__TASK DIRECTIONS__.
Tally every line of the records below that includes "states", and reply with the total alone.

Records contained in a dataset
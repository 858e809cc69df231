// Copyright (c) 2025 Erick Bourgeois, firestoned
// SPDX-License-Identifier: MIT

//! Shared registry of provider states.
//!
//! The provider reconciler publishes one [`ProviderState`] per DNSProvider
//! after each reconcile; the entry reconciler reads the whole registry on
//! every pass to pick the best-matching provider for a dns name. The
//! registry is the only coupling between the two reconcilers - entries
//! never read DNSProvider resources directly.

use crate::account::Account;
use crate::dns::{name, ZoneId};
use crate::errors::ResourceState;
use std::collections::HashMap;
use std::sync::{Arc, RwLock};

/// One hosted zone surviving selection, with the domains it may serve.
#[derive(Clone, Debug, PartialEq, Eq)]
pub struct SelectedZone {
    pub id: ZoneId,
    /// Base domain of the zone
    pub domain: String,
    /// Domains of this zone included by the selection (base domain and,
    /// where applicable, explicitly included subdomains)
    pub included_domains: Vec<String>,
}

/// Effective zone and domain selection of one provider.
#[derive(Clone, Debug, Default, PartialEq, Eq)]
pub struct SelectionResult {
    /// Zones surviving the zone filters
    pub zones: Vec<SelectedZone>,
    /// Zone ids removed by the zone filters
    pub excluded_zones: Vec<ZoneId>,
    /// All included domains, flattened for status reporting
    pub included_domains: Vec<String>,
    /// Domains removed by the exclude filters
    pub excluded_domains: Vec<String>,
    /// Selection anomalies surfaced as Warning events
    pub warnings: Vec<String>,
}

/// One match of a dns name against a selection.
#[derive(Clone, Debug, PartialEq, Eq)]
pub struct SelectionMatch {
    pub zone: ZoneId,
    /// Base domain of the matched zone
    pub zone_domain: String,
    /// The included domain that matched
    pub matched_domain: String,
    /// Length of the matched suffix (specificity)
    pub match_length: usize,
}

impl SelectionResult {
    /// Match a dns name against this selection.
    ///
    /// A domain is usable when it has an included suffix match and no
    /// excluded suffix at least as specific. Among usable zones the one
    /// with the most specific included domain wins.
    #[must_use]
    pub fn match_for(&self, dns_name: &str) -> Option<SelectionMatch> {
        let excluded_len = name::best_match(dns_name, &self.excluded_domains)
            .map(|(_, len)| len)
            .unwrap_or(0);

        let mut best: Option<SelectionMatch> = None;
        for zone in &self.zones {
            let Some((domain, len)) = name::best_match(dns_name, &zone.included_domains) else {
                continue;
            };
            if excluded_len >= len {
                continue;
            }
            let better = match &best {
                None => true,
                Some(current) => {
                    len > current.match_length
                        || (len == current.match_length
                            && zone.domain.len() > current.zone_domain.len())
                }
            };
            if better {
                best = Some(SelectionMatch {
                    zone: zone.id.clone(),
                    zone_domain: zone.domain.clone(),
                    matched_domain: domain.to_string(),
                    match_length: len,
                });
            }
        }
        best
    }
}

/// Published state of one reconciled provider.
pub struct ProviderState {
    /// `namespace/name` key of the provider
    pub key: String,
    pub provider_type: String,
    /// `Ready`, `Error`, or `Invalid`
    pub state: ResourceState,
    /// Account backing this provider; absent while credentials are invalid
    pub account: Option<Arc<Account>>,
    pub selection: SelectionResult,
    /// Effective default TTL for entries without an own TTL
    pub default_ttl: i64,
}

impl ProviderState {
    /// Whether entries may be assigned work against this provider.
    #[must_use]
    pub fn is_ready(&self) -> bool {
        self.state == ResourceState::Ready && self.account.is_some()
    }
}

/// Process-wide map from provider key to its latest state.
///
/// Rebuilt per provider on every provider reconcile; the view is
/// monotonically updated, never partially.
#[derive(Clone, Default)]
pub struct ProviderRegistry {
    states: Arc<RwLock<HashMap<String, Arc<ProviderState>>>>,
}

impl ProviderRegistry {
    #[must_use]
    pub fn new() -> Self {
        Self::default()
    }

    /// Replace the state published for one provider.
    pub fn put(&self, state: ProviderState) {
        let mut states = self.states.write().expect("provider registry poisoned");
        states.insert(state.key.clone(), Arc::new(state));
    }

    /// Remove a provider (on deletion). Returns the removed state.
    pub fn remove(&self, key: &str) -> Option<Arc<ProviderState>> {
        self.states
            .write()
            .expect("provider registry poisoned")
            .remove(key)
    }

    #[must_use]
    pub fn get(&self, key: &str) -> Option<Arc<ProviderState>> {
        self.states
            .read()
            .expect("provider registry poisoned")
            .get(key)
            .cloned()
    }

    /// Snapshot of all provider states, sorted by key for stable
    /// tie-breaking.
    #[must_use]
    pub fn snapshot(&self) -> Vec<Arc<ProviderState>> {
        let mut states: Vec<Arc<ProviderState>> = self
            .states
            .read()
            .expect("provider registry poisoned")
            .values()
            .cloned()
            .collect();
        states.sort_by(|a, b| a.key.cmp(&b.key));
        states
    }

    #[must_use]
    pub fn len(&self) -> usize {
        self.states
            .read()
            .expect("provider registry poisoned")
            .len()
    }

    #[must_use]
    pub fn is_empty(&self) -> bool {
        self.len() == 0
    }
}

#[cfg(test)]
#[path = "registry_tests.rs"]
mod registry_tests;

__EXERCISE RESULT__.
12